**** DATA RECORDS ****

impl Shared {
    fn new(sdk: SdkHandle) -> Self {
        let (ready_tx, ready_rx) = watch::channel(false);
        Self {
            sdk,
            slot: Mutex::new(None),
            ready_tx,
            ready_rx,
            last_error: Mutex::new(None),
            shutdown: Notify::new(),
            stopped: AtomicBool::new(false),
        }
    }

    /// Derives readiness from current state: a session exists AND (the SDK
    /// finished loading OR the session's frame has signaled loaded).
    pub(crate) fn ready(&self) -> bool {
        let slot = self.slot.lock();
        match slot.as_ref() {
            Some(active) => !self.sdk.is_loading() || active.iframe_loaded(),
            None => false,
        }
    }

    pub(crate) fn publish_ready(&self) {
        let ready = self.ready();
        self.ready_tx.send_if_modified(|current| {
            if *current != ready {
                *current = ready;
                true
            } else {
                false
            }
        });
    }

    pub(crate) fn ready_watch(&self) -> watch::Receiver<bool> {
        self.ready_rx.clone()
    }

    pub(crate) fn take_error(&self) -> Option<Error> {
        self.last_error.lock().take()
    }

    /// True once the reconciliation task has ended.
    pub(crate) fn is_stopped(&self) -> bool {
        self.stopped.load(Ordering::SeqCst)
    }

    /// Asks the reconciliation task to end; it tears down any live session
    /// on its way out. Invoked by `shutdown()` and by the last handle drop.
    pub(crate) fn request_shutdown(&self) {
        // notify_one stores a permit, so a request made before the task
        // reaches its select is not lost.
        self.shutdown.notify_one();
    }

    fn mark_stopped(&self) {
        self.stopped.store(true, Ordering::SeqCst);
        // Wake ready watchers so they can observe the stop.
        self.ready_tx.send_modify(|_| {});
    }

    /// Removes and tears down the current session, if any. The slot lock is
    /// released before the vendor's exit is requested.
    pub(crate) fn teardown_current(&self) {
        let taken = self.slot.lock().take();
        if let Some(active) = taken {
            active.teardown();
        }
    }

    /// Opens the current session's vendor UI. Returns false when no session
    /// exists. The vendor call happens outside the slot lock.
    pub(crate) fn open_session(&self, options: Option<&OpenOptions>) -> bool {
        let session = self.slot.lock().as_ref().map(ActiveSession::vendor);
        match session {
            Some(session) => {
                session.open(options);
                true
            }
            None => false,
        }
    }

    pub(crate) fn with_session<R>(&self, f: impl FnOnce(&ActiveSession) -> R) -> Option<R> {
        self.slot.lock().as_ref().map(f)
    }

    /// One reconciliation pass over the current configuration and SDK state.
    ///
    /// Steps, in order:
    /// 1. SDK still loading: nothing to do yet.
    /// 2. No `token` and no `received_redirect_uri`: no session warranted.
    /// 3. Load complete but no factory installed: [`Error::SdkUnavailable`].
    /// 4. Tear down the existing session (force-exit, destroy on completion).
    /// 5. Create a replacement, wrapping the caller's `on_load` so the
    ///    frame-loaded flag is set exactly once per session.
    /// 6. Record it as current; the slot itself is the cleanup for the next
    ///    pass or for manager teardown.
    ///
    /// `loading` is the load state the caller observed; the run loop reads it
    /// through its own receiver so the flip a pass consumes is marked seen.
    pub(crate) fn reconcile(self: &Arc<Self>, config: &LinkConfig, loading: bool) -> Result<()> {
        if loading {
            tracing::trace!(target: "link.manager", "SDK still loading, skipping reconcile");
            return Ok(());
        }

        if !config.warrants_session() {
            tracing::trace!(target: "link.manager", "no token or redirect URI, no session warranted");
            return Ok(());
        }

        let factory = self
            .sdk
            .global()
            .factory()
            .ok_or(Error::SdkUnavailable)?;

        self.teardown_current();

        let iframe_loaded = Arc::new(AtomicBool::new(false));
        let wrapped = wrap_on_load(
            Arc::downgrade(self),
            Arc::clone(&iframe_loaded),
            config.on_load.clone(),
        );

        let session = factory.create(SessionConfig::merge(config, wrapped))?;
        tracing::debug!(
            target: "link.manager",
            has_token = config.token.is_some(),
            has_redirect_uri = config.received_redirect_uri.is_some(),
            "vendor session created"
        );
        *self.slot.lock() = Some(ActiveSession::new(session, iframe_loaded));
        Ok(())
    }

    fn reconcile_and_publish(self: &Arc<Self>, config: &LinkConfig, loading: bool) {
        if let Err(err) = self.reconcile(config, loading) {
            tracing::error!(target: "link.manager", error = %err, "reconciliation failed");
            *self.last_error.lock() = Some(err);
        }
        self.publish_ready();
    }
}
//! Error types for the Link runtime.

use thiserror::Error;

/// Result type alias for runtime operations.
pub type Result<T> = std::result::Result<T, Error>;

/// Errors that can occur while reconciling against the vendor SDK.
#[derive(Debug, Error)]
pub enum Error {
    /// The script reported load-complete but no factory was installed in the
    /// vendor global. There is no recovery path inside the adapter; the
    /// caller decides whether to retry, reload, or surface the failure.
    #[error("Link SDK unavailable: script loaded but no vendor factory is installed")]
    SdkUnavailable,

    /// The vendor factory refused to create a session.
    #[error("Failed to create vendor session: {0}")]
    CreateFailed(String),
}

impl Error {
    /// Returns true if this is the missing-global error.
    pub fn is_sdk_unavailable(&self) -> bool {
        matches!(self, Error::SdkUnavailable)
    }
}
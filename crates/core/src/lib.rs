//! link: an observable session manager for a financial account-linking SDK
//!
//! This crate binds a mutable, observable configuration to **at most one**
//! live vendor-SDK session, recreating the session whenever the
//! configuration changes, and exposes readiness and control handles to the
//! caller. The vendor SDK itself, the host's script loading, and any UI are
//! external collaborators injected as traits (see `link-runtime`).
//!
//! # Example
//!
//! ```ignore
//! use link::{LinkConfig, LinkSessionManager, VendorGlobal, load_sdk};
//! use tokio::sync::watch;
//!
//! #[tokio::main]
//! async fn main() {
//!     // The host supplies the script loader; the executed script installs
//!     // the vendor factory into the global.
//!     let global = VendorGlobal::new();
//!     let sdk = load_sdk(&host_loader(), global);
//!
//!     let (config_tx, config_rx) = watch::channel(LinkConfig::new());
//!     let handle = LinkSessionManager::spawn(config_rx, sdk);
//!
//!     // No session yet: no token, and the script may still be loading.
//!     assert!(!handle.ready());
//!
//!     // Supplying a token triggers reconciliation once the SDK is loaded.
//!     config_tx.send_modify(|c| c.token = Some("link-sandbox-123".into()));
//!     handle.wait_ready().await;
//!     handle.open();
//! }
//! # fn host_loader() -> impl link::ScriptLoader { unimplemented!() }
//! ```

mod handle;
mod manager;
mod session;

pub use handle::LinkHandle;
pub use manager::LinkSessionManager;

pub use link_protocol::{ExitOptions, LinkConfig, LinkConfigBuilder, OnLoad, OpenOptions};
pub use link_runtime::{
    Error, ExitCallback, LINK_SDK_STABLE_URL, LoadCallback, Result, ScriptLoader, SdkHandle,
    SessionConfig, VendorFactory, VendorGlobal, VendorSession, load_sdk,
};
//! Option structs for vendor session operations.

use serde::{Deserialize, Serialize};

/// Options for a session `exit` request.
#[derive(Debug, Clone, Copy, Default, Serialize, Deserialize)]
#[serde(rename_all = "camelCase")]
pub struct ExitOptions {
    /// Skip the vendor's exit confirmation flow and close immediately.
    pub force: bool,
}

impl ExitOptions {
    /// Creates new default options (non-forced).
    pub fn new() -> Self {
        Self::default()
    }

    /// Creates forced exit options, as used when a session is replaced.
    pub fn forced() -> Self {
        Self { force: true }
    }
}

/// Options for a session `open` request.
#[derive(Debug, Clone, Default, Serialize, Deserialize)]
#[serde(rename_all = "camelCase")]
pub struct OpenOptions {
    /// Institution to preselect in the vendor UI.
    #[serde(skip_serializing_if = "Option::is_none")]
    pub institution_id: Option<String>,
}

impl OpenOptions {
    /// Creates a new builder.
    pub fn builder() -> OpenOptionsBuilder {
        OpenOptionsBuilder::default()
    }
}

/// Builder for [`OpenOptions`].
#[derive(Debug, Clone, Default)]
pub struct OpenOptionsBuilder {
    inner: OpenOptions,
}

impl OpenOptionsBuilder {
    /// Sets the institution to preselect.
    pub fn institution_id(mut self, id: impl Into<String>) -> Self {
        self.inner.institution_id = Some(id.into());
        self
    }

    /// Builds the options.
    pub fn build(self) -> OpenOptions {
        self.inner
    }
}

****

WHAT TO PRODUCE
The stretch of entries above that starts with the line containing "observe the stop." and goes on through the line containing "exit is requested." is to be transcribed exactly, and no other line is to be transcribed.

ANSWER BOX
        // Wake ready watchers so they can observe the stop.
        self.ready_tx.send_modify(|_| {});
    }

    /// Removes and tears down the current session, if any. The slot lock is
    /// released before the vendor's exit is requested.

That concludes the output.